#### [AIM OF THE EXERCISE]
Lines with the word "bool" in them must be copied from the records below.

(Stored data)
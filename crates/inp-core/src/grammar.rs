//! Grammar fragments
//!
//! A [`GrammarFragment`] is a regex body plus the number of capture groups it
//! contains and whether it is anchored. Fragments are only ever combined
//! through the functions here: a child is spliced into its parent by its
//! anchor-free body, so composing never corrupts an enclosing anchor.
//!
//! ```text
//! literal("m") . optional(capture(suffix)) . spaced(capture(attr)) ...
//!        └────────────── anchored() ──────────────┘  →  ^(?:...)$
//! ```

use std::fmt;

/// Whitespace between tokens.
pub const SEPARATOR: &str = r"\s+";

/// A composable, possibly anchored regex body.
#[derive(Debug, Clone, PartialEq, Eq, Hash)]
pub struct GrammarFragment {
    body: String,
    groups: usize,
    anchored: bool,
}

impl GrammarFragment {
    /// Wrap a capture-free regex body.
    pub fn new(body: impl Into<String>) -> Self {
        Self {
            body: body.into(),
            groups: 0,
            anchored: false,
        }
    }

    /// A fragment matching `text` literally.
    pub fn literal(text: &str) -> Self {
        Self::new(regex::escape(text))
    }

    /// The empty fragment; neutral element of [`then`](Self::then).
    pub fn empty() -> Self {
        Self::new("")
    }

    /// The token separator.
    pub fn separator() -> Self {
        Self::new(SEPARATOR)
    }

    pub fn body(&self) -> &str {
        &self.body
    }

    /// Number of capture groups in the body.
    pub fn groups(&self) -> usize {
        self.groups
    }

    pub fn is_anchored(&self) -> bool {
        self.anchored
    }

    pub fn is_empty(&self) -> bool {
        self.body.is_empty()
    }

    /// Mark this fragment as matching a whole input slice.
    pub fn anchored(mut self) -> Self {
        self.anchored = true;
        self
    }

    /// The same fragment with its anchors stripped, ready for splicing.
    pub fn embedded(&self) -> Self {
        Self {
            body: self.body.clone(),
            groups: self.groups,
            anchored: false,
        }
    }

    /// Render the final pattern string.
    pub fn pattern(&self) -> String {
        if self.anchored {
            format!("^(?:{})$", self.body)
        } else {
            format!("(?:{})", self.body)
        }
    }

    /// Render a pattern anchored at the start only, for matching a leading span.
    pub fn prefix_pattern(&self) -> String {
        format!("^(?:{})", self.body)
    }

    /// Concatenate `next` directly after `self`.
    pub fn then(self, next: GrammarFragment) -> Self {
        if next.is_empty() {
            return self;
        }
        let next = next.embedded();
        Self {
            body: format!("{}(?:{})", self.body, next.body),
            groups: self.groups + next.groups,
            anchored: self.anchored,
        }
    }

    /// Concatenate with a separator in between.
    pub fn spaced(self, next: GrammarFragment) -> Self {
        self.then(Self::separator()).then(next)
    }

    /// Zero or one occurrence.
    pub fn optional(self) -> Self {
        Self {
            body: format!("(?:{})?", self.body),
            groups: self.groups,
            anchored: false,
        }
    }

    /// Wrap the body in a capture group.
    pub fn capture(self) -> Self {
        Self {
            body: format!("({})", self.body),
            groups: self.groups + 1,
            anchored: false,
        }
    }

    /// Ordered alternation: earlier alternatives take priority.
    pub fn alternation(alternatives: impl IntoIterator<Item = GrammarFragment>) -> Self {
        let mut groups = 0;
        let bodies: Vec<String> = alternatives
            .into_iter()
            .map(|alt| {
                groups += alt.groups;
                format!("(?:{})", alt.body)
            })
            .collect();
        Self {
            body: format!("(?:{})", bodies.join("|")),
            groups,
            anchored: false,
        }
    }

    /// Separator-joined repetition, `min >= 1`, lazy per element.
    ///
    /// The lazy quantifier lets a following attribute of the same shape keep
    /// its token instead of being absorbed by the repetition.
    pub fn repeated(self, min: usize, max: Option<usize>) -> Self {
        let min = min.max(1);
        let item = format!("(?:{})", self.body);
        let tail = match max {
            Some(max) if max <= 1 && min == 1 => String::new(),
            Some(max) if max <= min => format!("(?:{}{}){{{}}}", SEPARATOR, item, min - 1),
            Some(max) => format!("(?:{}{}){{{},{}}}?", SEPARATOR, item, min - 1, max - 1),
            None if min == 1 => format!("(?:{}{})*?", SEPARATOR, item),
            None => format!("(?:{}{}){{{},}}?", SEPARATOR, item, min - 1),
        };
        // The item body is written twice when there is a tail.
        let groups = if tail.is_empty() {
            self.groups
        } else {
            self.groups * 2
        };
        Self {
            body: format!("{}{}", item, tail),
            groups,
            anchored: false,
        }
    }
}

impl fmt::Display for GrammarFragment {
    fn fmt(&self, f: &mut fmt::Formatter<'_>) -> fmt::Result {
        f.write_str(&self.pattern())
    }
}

#### [THE COMPLETED TASK]
    anchored: bool,
    pub fn is_anchored(&self) -> bool {
    pub fn is_empty(&self) -> bool {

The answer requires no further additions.